Action item » Where the word "through" occurs in a line of the listing, please copy the line.

Provided information »
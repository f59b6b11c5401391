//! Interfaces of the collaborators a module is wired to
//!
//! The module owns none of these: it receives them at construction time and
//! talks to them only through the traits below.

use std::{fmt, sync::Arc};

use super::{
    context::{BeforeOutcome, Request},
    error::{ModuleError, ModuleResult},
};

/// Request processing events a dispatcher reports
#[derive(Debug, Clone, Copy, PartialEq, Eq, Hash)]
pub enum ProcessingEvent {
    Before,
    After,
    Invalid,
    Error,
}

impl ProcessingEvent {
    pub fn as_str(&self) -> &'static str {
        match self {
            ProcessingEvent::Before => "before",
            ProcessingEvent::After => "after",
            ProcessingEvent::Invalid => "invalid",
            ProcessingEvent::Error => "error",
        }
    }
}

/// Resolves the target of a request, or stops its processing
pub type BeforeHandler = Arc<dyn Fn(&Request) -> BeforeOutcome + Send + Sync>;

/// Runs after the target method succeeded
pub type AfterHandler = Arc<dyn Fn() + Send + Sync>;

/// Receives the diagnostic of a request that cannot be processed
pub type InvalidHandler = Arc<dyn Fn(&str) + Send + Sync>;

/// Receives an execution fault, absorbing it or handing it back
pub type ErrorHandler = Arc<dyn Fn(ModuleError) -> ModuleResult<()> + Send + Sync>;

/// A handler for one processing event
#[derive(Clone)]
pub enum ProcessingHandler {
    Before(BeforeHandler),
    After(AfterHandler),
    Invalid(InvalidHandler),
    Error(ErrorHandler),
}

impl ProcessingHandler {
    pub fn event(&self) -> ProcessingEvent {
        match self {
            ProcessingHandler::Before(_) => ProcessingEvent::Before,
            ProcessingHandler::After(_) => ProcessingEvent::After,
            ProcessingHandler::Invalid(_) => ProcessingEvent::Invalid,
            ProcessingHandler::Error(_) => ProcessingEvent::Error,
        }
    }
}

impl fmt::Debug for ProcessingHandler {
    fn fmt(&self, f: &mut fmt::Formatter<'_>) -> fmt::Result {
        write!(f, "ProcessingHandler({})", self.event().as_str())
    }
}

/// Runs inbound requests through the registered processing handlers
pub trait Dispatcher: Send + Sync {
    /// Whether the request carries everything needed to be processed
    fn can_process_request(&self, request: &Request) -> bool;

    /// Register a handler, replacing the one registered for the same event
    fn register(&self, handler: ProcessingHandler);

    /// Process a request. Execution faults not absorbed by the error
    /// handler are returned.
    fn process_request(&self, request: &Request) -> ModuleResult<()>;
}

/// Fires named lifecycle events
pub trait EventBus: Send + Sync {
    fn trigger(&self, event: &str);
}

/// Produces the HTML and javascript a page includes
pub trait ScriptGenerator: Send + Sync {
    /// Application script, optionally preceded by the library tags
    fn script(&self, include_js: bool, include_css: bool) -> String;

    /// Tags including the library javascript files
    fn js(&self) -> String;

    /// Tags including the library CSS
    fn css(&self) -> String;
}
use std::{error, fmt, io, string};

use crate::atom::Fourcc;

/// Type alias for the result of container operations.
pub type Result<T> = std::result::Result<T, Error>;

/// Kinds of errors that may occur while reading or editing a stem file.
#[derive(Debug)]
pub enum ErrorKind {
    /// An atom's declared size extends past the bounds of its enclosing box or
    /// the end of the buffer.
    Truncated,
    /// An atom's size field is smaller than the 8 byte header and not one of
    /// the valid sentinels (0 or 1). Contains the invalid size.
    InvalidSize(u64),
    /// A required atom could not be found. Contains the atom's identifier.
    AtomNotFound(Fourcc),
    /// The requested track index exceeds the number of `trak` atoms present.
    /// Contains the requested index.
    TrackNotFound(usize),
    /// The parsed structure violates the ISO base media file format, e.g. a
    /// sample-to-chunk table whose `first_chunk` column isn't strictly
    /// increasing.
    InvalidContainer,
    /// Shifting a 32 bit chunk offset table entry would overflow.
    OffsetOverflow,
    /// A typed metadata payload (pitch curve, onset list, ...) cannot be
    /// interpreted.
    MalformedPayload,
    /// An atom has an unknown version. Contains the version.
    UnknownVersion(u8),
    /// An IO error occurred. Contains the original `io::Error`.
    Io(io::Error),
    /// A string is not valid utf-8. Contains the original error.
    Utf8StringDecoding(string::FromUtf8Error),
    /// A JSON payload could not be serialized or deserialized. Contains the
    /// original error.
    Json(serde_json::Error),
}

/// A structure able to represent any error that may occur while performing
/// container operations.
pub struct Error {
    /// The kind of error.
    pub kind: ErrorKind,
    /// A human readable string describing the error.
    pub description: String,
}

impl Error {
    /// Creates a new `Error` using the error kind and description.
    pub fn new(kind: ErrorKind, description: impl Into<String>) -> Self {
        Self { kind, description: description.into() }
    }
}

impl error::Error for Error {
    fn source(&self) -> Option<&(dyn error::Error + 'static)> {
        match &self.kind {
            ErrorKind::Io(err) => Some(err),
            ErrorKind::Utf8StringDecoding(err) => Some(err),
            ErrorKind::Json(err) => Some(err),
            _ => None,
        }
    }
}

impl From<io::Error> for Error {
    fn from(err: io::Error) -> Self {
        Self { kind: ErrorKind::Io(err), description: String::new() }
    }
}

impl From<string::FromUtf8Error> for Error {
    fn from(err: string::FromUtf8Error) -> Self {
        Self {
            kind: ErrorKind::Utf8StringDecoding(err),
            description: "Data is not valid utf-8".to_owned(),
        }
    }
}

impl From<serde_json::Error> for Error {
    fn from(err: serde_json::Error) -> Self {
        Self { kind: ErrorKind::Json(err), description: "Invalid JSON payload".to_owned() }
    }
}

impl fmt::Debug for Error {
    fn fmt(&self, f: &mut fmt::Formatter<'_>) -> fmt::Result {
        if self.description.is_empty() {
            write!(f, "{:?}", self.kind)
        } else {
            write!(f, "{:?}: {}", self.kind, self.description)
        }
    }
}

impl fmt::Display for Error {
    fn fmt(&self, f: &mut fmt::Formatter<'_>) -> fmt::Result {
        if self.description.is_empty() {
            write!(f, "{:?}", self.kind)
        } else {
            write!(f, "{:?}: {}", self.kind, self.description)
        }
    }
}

Your response »
//! talks to them only through the traits below.
/// Runs inbound requests through the registered processing handlers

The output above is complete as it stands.